# Thermodynamic Model to predict gene expression.

(c) 2020 Tom Röschinger. This work is licensed under a [Creative Commons Attribution License CC-BY 4.0](https://creativecommons.org/licenses/by/4.0/). All code contained herein is licensed under an [MIT license](https://opensource.org/licenses/MIT).

In [2]:
import wgregseq
%load_ext autoreload
%autoreload 2

import numpy as np
import pandas as pd

import matplotlib.pyplot as plt

# Set default plotting style
wgregseq.plotting_style();

The autoreload extension is already loaded.
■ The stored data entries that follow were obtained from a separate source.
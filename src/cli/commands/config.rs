//! Config command implementation.

use crate::cli::{ConfigAction, Output};
use crate::config::Settings;
use anyhow::Result;
use std::path::PathBuf;

/// Run the config command against the file the settings were loaded from.
pub fn run_config(action: &ConfigAction, settings: Settings, path: Option<&PathBuf>) -> Result<()> {
    let config_path = match path {
        Some(p) => p.clone(),
        None => Settings::default_config_path(),
    };

    match action {
        ConfigAction::Show => {
            let toml_str = toml::to_string_pretty(&settings)
                .map_err(|e| anyhow::anyhow!("Failed to serialize config: {}", e))?;
            println!("{}", toml_str);
        }

        ConfigAction::Set { key, value } => {
            let updated = apply_set(&settings, key, value)?;
            updated.save_to(&config_path)?;
            Output::success(&format!("Set {} = {}", key, value));
            Output::info(&format!("Saved to {}", config_path.display()));
        }

        ConfigAction::Edit => {
            // Create a config to edit if there is none yet
            if !config_path.exists() {
                settings.save_to(&config_path)?;
                Output::info(&format!("Created default config at {:?}", config_path));
            }

            // Try to open in editor
            let editor = std::env::var("EDITOR").unwrap_or_else(|_| "vim".to_string());

            Output::info(&format!("Opening config in {}...", editor));

            let status = std::process::Command::new(&editor)
                .arg(&config_path)
                .status();

            match status {
                Ok(s) if s.success() => {
                    Output::success("Config saved.");
                }
                Ok(_) => {
                    Output::warning("Editor exited with non-zero status.");
                }
                Err(e) => {
                    Output::error(&format!("Failed to open editor: {}", e));
                    Output::info(&format!("Config file is at: {:?}", config_path));
                }
            }
        }

        ConfigAction::Path => {
            println!("{}", config_path.display());
        }
    }

    Ok(())
}

/// Apply one `section.key = value` change on top of the current settings.
fn apply_set(settings: &Settings, key: &str, value: &str) -> Result<Settings> {
    let (section, field) = key.split_once('.').ok_or_else(|| {
        anyhow::anyhow!("Key must look like section.key, e.g. scraper.max_videos")
    })?;

    let mut doc = toml::Value::try_from(settings)
        .map_err(|e| anyhow::anyhow!("Failed to serialize config: {}", e))?;

    let table = doc
        .get_mut(section)
        .and_then(|v| v.as_table_mut())
        .ok_or_else(|| anyhow::anyhow!("Unknown configuration section: {}", section))?;

    if !table.contains_key(field) {
        return Err(anyhow::anyhow!("Unknown configuration key: {}", key));
    }
    table.insert(field.to_string(), parse_toml_value(value));

    doc.try_into()
        .map_err(|e| anyhow::anyhow!("Invalid value for {}: {}", key, e))
}

/// Interpret a raw CLI value as a bool, an integer, or a string.
fn parse_toml_value(raw: &str) -> toml::Value {
    if let Ok(b) = raw.parse::<bool>() {
        return toml::Value::Boolean(b);
    }
    if let Ok(i) = raw.parse::<i64>() {
        return toml::Value::Integer(i);
    }
    toml::Value::String(raw.to_string())
}

#[cfg(test)]
mod tests {
    use super::*;

    #[test]
    fn test_apply_set_updates_value() {
        let settings = Settings::default();
        let updated = apply_set(&settings, "scraper.max_videos", "10").unwrap();
        assert_eq!(updated.scraper.max_videos, 10);
        assert_eq!(updated.gemini.model, settings.gemini.model);
    }

    #[test]
    fn test_apply_set_rejects_unknown_key() {
        let settings = Settings::default();
        assert!(apply_set(&settings, "scraper.nope", "10").is_err());
        assert!(apply_set(&settings, "nosection.max_videos", "10").is_err());
        assert!(apply_set(&settings, "bare-key", "10").is_err());
    }

    #[test]
    fn test_apply_set_rejects_bad_type() {
        let settings = Settings::default();
        assert!(apply_set(&settings, "scraper.max_videos", "many").is_err());
    }

    #[test]
    fn test_parse_toml_value_types() {
        assert_eq!(parse_toml_value("true"), toml::Value::Boolean(true));
        assert_eq!(parse_toml_value("42"), toml::Value::Integer(42));
        assert_eq!(
            parse_toml_value("plaintext"),
            toml::Value::String("plaintext".to_string())
        );
    }
}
To reload it, use:
  %reload_ext autoreload


In this notebook we write down a thermodynamic model to predict gene expression for promoter sequences. The goal is to use these predictions, and try to identify locations of binding sites, without knowing the underlying energy matrix for the binding site.

### Input

The input into the model is the binding energy of a transcription factor. This binding energy is given by an energy matrix that might be created arbitrarily, and by the sequence, which might contain single mutations or scrambles. Since the binding energy is the only thing that is going to vary between the sequences, 

## Simple repression motif

From [Chure et al., 2019](https://www.pnas.org/content/116/37/18275.short) the fold change in expression due to the simple repression motif is given by

\begin{equation}
    \text{fold-change} = \left( 1 + e^{-\beta\Delta \epsilon_{RA} +\log\left( R_A/N_{NS} \right) } \right)^{-1},
\end{equation}

where $R_A$ is the repressor copy number, $N_{NS}$ the number of non-specific binding sites and $\Delta \epsilon_{RA}$ the binding energy of the repressor to the specific site compared to non-specific background. Since we are interested in the change in binding energy due to mutation, let's look at that.

Labeling fold change by $f$, we can write (for the wild type)

$$
-\log (1/f^{\text{(wt)}} -1) + \log (R_A/N_{NS}) = \beta\Delta\epsilon_{RA}^{\text{(wt)}}.
$$

Now, let's write the difference in binding energies. A nice thing is that the repressor copy number and number of non-specific binding sites cancels,

$$
-\log (1/f^{\text{(wt)}} -1) + \log (1/f^{\text{(mut)}} -1) = \beta(\Delta\epsilon_{RA}^{\text{(wt)}} - \Delta\epsilon_{RA}^{\text{(mut)}}).
$$